**Task objective**
Lift out each line of the data that holds "computes".

- - - - -

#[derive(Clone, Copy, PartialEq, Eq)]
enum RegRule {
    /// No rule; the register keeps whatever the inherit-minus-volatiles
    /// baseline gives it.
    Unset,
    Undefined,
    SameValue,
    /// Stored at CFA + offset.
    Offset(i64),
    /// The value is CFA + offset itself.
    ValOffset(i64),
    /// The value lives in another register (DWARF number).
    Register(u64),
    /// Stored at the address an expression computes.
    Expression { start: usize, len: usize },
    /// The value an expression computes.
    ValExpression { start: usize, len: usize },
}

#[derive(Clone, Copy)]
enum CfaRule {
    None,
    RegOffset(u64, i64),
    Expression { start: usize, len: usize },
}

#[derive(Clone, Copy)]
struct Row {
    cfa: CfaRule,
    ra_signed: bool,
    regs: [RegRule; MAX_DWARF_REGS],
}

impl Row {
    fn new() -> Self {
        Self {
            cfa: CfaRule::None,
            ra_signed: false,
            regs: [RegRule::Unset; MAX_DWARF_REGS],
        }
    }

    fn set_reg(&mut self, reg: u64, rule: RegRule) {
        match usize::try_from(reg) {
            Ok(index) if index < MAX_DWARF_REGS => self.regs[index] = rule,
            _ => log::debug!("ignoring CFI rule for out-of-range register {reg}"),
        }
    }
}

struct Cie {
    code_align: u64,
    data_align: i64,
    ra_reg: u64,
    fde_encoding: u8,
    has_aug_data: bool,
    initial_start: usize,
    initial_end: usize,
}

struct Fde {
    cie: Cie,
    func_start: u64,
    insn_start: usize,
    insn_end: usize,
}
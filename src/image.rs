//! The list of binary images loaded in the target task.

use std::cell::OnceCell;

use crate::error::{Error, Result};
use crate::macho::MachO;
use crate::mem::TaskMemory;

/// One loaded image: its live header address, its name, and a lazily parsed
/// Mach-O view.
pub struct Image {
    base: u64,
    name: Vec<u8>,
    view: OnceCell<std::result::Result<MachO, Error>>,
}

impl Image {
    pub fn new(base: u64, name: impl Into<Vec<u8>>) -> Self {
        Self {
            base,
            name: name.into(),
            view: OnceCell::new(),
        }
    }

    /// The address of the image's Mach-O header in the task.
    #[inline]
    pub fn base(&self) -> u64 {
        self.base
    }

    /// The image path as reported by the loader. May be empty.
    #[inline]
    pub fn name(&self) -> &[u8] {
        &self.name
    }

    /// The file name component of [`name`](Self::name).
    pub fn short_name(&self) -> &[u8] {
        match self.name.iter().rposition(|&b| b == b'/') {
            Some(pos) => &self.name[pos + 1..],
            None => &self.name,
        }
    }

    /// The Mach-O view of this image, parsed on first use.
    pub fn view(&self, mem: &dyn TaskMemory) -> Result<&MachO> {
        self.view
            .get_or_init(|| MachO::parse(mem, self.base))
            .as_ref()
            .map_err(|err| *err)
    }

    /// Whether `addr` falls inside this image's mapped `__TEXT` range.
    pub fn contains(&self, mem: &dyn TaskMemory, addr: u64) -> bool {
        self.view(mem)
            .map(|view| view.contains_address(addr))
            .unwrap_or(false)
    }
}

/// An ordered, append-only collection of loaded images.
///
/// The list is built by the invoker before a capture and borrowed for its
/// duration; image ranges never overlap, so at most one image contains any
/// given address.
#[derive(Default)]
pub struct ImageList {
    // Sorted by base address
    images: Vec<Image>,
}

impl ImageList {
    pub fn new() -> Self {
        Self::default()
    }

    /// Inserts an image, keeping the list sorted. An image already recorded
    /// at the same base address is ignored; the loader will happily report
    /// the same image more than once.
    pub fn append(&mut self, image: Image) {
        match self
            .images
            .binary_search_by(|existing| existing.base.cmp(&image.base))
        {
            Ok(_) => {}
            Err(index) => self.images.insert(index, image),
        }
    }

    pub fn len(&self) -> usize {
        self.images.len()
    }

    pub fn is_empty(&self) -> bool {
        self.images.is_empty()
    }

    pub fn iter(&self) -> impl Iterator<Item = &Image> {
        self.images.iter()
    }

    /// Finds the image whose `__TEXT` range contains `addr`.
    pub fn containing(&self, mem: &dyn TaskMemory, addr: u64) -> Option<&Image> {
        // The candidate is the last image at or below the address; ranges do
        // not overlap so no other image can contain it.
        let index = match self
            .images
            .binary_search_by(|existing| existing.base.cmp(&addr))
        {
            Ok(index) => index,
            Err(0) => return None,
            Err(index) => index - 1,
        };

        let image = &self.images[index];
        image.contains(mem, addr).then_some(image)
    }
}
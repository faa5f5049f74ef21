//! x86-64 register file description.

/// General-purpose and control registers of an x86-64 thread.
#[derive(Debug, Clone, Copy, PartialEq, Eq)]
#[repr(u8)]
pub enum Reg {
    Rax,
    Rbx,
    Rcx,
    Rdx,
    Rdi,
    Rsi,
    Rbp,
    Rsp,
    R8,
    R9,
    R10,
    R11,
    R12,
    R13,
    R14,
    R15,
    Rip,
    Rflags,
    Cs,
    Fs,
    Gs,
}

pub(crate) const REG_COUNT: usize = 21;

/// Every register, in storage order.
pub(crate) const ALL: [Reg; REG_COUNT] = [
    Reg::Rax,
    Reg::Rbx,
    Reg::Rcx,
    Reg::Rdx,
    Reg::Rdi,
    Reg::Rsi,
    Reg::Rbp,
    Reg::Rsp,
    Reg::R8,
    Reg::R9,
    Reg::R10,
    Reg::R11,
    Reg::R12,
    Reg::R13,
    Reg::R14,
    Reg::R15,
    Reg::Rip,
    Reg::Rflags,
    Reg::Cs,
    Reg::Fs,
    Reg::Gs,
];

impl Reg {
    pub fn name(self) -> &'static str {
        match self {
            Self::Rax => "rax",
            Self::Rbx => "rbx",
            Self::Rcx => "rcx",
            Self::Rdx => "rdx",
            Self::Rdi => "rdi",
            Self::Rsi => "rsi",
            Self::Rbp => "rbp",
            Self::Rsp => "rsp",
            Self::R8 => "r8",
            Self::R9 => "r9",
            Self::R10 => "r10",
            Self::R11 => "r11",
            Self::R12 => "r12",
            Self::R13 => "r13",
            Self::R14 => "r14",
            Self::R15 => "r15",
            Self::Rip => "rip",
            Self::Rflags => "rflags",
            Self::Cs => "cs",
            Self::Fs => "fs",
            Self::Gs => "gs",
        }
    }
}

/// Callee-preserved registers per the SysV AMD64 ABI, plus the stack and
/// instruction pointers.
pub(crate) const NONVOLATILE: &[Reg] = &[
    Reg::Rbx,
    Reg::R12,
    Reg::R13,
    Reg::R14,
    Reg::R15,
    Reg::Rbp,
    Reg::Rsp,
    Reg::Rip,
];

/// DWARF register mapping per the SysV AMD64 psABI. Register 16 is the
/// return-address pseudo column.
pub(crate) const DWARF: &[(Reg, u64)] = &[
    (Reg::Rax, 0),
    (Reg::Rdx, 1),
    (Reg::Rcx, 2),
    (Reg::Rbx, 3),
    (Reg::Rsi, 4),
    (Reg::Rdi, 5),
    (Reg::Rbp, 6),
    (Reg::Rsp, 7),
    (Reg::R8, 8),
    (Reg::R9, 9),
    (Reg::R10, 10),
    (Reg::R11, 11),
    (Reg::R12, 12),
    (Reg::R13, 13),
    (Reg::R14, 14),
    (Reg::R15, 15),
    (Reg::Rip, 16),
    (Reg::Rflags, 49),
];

- - - - -

**Your response**
    /// Stored at the address an expression computes.
    /// The value an expression computes.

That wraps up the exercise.